START Available data

use std::borrow::Cow;
use std::collections::HashMap;
use std::fs::File;
use std::io::BufWriter;
use std::path::{Path, PathBuf};
use std::time::Instant;

use anyhow::{bail, Context, Result};
use clap::{Parser, Subcommand};
use env_logger::Env;
use log::{debug, info};
use rand::rngs::StdRng;
use rand::SeedableRng;

use heatplot::plot::{animate, FrameStats, GridRect};
use heatplot::render::{palette, rasterise, Colour, Raster};
use heatplot::{builtins, generate, Formula};

/// Render implicit equations over x, y and t as heat-mapped animations
#[derive(Parser)]
#[clap(author, version, about, long_about = None)]
struct Args {
    #[clap(subcommand)]
    cmd: Command,
}

#[derive(Subcommand)]
enum Command {
    /// Render an equation to an animated GIF (or a single-frame PNG)
    Plot {
        #[clap(flatten)]
        settings: RenderSettings,

        /// Equation text, e.g. "y / 4 = x * (x + 2)"
        equation: String,
    },

    /// Search for an interesting random equation and render it
    Random {
        #[clap(flatten)]
        settings: RenderSettings,

        /// Maximum expression depth of generated candidates
        #[clap(long, default_value_t = 10)]
        max_depth: usize,

        /// RNG seed; picked at random when omitted
        #[clap(long)]
        seed: Option<u64>,
    },

    /// List the registered function names
    Functions,
}

#[derive(Parser)]
struct RenderSettings {
    /// Output file; a `.png` extension writes the first frame, anything
    /// else an animated GIF
    #[clap(short, long, default_value = "out.gif")]
    out: PathBuf,

    /// Half-width of the grid in cells (the grid spans ±size on both axes)
    #[clap(short, long, default_value_t = 100)]
    size: i32,

    /// Real-coordinate step between neighbouring cells
    #[clap(long, default_value_t = 0.1)]
    cell_size: f64,

    /// Integer magnification of the output image
    #[clap(long, default_value_t = 2)]
    scale: usize,

    /// Heat buckets per side of zero; the colour table holds 2n-1 heat
    /// entries and must stay within a GIF's 256 colours
    #[clap(long, default_value_t = 126)]
    buckets: usize,

    /// First time step
    #[clap(long, default_value_t = 0)]
    t_start: i32,

    /// End of the time range (exclusive)
    #[clap(long, default_value_t = 100)]
    t_end: i32,

    /// Frame delay in milliseconds
    #[clap(long, default_value_t = 100)]
    delay_ms: u64,
}

impl RenderSettings {
    fn validate(&self) -> Result<()> {
        if self.buckets == 0 || self.buckets > 126 {
            bail!("--buckets must be between 1 and 126");
        }
        if self.size <= 0 {
            bail!("--size must be positive");
        }
        if self.scale == 0 {
            bail!("--scale must be positive");
        }
        if !(self.cell_size > 0.0) {
            bail!("--cell-size must be positive");
        }
        Ok(())
    }

    fn rect(&self) -> GridRect {
        GridRect::centered(self.size)
    }
}

fn main() -> Result<()> {
    env_logger::Builder::from_env(Env::default().default_filter_or("info")).init();

    let args = Args::parse();
    match args.cmd {
        Command::Plot { settings, equation } => {
            settings.validate()?;
            let formula = Formula::parse(&equation)?;
            info!("plotting {formula}");
            render_output(&formula, &settings)
        }
        Command::Random {
            settings,
            max_depth,
            seed,
        } => {
            settings.validate()?;
            let formula = search_random(&settings, max_depth, seed)?;
            render_output(&formula, &settings)
        }
        Command::Functions => {
            for name in builtins::names() {
                let arity = if builtins::single(name).is_some() { 1 } else { 2 };
                println!("{name}/{arity}");
            }
            Ok(())
        }
    }
}

/// Generates candidates until one clears the depth gates and the
/// frame-sequence quality bar
fn search_random(settings: &RenderSettings, max_depth: usize, seed: Option<u64>) -> Result<Formula> {
    let seed = seed.unwrap_or_else(rand::random);
    info!("searching with seed {seed}");
    let mut rng = StdRng::seed_from_u64(seed);

    loop {
        let candidate = generate::random_formula(&mut rng, max_depth);
        let rendered = candidate.to_string();
        let formula = candidate.simplify();
        if formula.to_string() != rendered {
            debug!("simplified {rendered} to {formula}");
        }

        let depth = formula.depth();
        if depth <= 3 {
            debug!("too shallow: {formula}");
            continue;
        }
        if depth > max_depth {
            debug!("too deep: {formula}");
            continue;
        }

        let (_, frames) = animate(
            &formula,
            settings.t_start,
            settings.t_end,
            settings.rect(),
            settings.cell_size,
        )?;
        let stats = FrameStats::measure(&frames);
        if let Some(reason) = stats.reject_reason(frames.len(), settings.rect()) {
            info!("rejected {formula}: {reason}");
            continue;
        }

        info!("keeping {formula}");
        return Ok(formula);
    }
}

fn render_output(formula: &Formula, settings: &RenderSettings) -> Result<()> {
    let start = Instant::now();
    let (time_used, frames) = animate(
        formula,
        settings.t_start,
        settings.t_end,
        settings.rect(),
        settings.cell_size,
    )?;
    info!(
        "sampled {} frame(s) in {:?} (T {})",
        frames.len(),
        start.elapsed(),
        if time_used { "animates" } else { "unused" },
    );

    let start = Instant::now();
    let rasters: Vec<Raster> = frames
        .iter()
        .map(|frame| rasterise(frame, settings.buckets, settings.scale))
        .collect();
    info!("rendered in {:?}", start.elapsed());

    if has_extension(&settings.out, "png") {
        write_png(&settings.out, &rasters[0])?;
    } else {
        write_gif(
            &settings.out,
            &rasters,
            &palette(settings.buckets),
            settings.delay_ms,
        )?;
    }
    info!("wrote {}", settings.out.display());
    Ok(())
}

fn has_extension(path: &Path, wanted: &str) -> bool {
    path.extension()
        .is_some_and(|ext| ext.eq_ignore_ascii_case(wanted))
}

fn write_png(path: &Path, raster: &Raster) -> Result<()> {
    image::save_buffer(
        path,
        &raster.to_rgb_bytes(),
        raster.width() as u32,
        raster.height() as u32,
        image::ColorType::Rgb8,
    )
    .with_context(|| format!("writing {}", path.display()))
}

/// Writes all frames against one global colour table
fn write_gif(path: &Path, rasters: &[Raster], table: &[Colour], delay_ms: u64) -> Result<()> {
    let width = u16::try_from(rasters[0].width()).context("image too wide for GIF")?;
    let height = u16::try_from(rasters[0].height()).context("image too tall for GIF")?;

    let mut table_bytes = Vec::with_capacity(table.len() * 3);
    for colour in table {
        table_bytes.extend_from_slice(colour);
    }
    let exact: HashMap<Colour, u8> = table
        .iter()
        .enumerate()
        .map(|(i, colour)| (*colour, i as u8))
        .collect();

    let file = File::create(path).with_context(|| format!("creating {}", path.display()))?;
    let mut encoder = gif::Encoder::new(BufWriter::new(file), width, height, &table_bytes)?;
    encoder.set_repeat(gif::Repeat::Infinite)?;

    for raster in rasters {
        let buffer: Vec<u8> = raster
            .pixels()
            .iter()
            .map(|pixel| match exact.get(pixel) {
                Some(index) => *index,
                None => nearest_index(table, *pixel),
            })
            .collect();
        let mut frame = gif::Frame::default();
        frame.width = width;
        frame.height = height;
        frame.buffer = Cow::from(buffer);
        frame.delay = (delay_ms / 10) as u16;
        encoder.write_frame(&frame)?;
    }
    Ok(())
}

/// Closest table entry by squared RGB distance; only consulted for the rare
/// extreme heat bucket that the palette sweep does not enumerate exactly
fn nearest_index(table: &[Colour], pixel: Colour) -> u8 {
    let mut best = 0;
    let mut best_distance = u32::MAX;
    for (i, colour) in table.iter().enumerate() {
        let distance: u32 = colour
            .iter()
            .zip(pixel.iter())
            .map(|(a, b)| {
                let d = i32::from(*a) - i32::from(*b);
                (d * d) as u32
            })
            .sum();
        if distance < best_distance {
            best_distance = distance;
            best = i;
        }
    }
    best as u8
}
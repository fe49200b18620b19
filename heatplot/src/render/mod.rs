//! Raster assembly for sampled plots
//!
//! The thin boundary between the sampling pipeline and whatever encodes the
//! frames: a [`Plot`] becomes a flat RGB [`Raster`] (white background, heat
//! pixels, axis lines, y growing upward), and [`palette`] exposes the full
//! colour table so an encoder can reuse one global palette for every frame
//! of an animation.
mod heat;

pub use heat::{heat_colour, heat_palette, Colour, AXIS, BLACK, WHITE};

use crate::plot::Plot;

/// A flat RGB raster, row-major from the top-left corner
#[derive(Clone, Debug, Eq, PartialEq)]
pub struct Raster {
    width: usize,
    height: usize,
    pixels: Vec<Colour>,
}

impl Raster {
    fn filled(width: usize, height: usize, colour: Colour) -> Self {
        Self {
            width,
            height,
            pixels: vec![colour; width * height],
        }
    }

    /// Width in pixels
    pub fn width(&self) -> usize {
        self.width
    }

    /// Height in pixels
    pub fn height(&self) -> usize {
        self.height
    }

    /// Row-major pixels, top row first
    pub fn pixels(&self) -> &[Colour] {
        &self.pixels
    }

    /// Flattened RGB bytes, three per pixel
    pub fn to_rgb_bytes(&self) -> Vec<u8> {
        self.pixels.iter().flatten().copied().collect()
    }

    fn set(&mut self, col: usize, row: usize, colour: Colour) {
        self.pixels[row * self.width + col] = colour;
    }
}

/// Global colour table for an animation
///
/// Axis colour, white, black, then the complete heat scale for
/// `bucket_count`, stable across frames, which is what lets an encoder
/// reuse one global colour table.  Stays within 256 entries for
/// `bucket_count ≤ 126`.
pub fn palette(bucket_count: usize) -> Vec<Colour> {
    let mut colours = vec![AXIS, WHITE, BLACK];
    colours.extend(heat_palette(bucket_count));
    colours
}

/// Renders one plot as an RGB raster
///
/// White background, heat-coloured samples, axis lines through the origin
/// cells drawn over everything else, grid y growing upward, and integer
/// magnification by `scale`.
pub fn rasterise(plot: &Plot, bucket_count: usize, scale: usize) -> Raster {
    let rect = plot.rect();
    let mut raster = Raster::filled(rect.width() * scale, rect.height() * scale, WHITE);
    for x in rect.min_x..rect.max_x {
        for y in rect.min_y..rect.max_y {
            let colour = if x == 0 || y == 0 {
                AXIS
            } else {
                heat_colour(bucket_count, plot.get(x, y)).unwrap_or(WHITE)
            };
            let col = (x - rect.min_x) as usize;
            let row = (rect.max_y - 1 - y) as usize;
            for sx in 0..scale {
                for sy in 0..scale {
                    raster.set(col * scale + sx, row * scale + sy, colour);
                }
            }
        }
    }
    raster
}
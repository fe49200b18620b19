//! Local rewrites over equation trees
//!
//! The only rewrites are the two negation collapses below; everything else
//! keeps its shape while its children are simplified.  There is deliberately
//! no constant folding and no reordering, so the rendered text of an
//! unaffected subtree never changes.
use super::{Equation, Expr, Formula};

impl Expr {
    /// Collapses redundant negations, returning a new tree
    ///
    /// Two patterns rewrite:
    ///
    /// - `Negate(Negate(e))` drops both negation layers;
    /// - `Negate(Brackets(Negate(e)))` drops both negations while the
    ///   user-visible bracket survives.
    ///
    /// The pass is idempotent: neither pattern can reappear in its output.
    pub fn simplify(&self) -> Expr {
        match self {
            Expr::Negate(inner) => match inner.as_ref() {
                Expr::Negate(e) => e.simplify(),
                Expr::Brackets(group) => match group.as_ref() {
                    Expr::Negate(e) => Expr::Brackets(Box::new(e.simplify())),
                    _ => Expr::Negate(Box::new(inner.simplify())),
                },
                _ => Expr::Negate(Box::new(inner.simplify())),
            },
            Expr::Const(value) => Expr::Const(*value),
            Expr::Var(letter) => Expr::Var(*letter),
            Expr::Binary(op, lhs, rhs) => {
                Expr::Binary(*op, Box::new(lhs.simplify()), Box::new(rhs.simplify()))
            }
            Expr::Brackets(e) => Expr::Brackets(Box::new(e.simplify())),
            Expr::Single { name, arg } => Expr::Single {
                name: name.clone(),
                arg: Box::new(arg.simplify()),
            },
            Expr::Double {
                name,
                lhs,
                rhs,
                infix,
            } => Expr::Double {
                name: name.clone(),
                lhs: Box::new(lhs.simplify()),
                rhs: Box::new(rhs.simplify()),
                infix: *infix,
            },
        }
    }
}

impl Equation {
    /// Simplifies both sides, returning a new equation
    pub fn simplify(&self) -> Equation {
        Equation {
            lhs: self.lhs.simplify(),
            rhs: self.rhs.simplify(),
        }
    }
}

impl Formula {
    /// Simplifies the bound equation, if any
    pub fn simplify(&self) -> Formula {
        match self.equation() {
            Some(equation) => Formula::new(equation.simplify()),
            None => Formula::empty(),
        }
    }
}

END Available data

_What is being asked:_
In the entries above, please find the line with "negations while the" and the line with "Expr::Brackets(group) => match", then write out exactly those two lines and every line between them, and nothing more.

_Solution:_
    /// - `Negate(Brackets(Negate(e)))` drops both negations while the
    ///   user-visible bracket survives.
    ///
    /// The pass is idempotent: neither pattern can reappear in its output.
    pub fn simplify(&self) -> Expr {
        match self {
            Expr::Negate(inner) => match inner.as_ref() {
                Expr::Negate(e) => e.simplify(),
                Expr::Brackets(group) => match group.as_ref() {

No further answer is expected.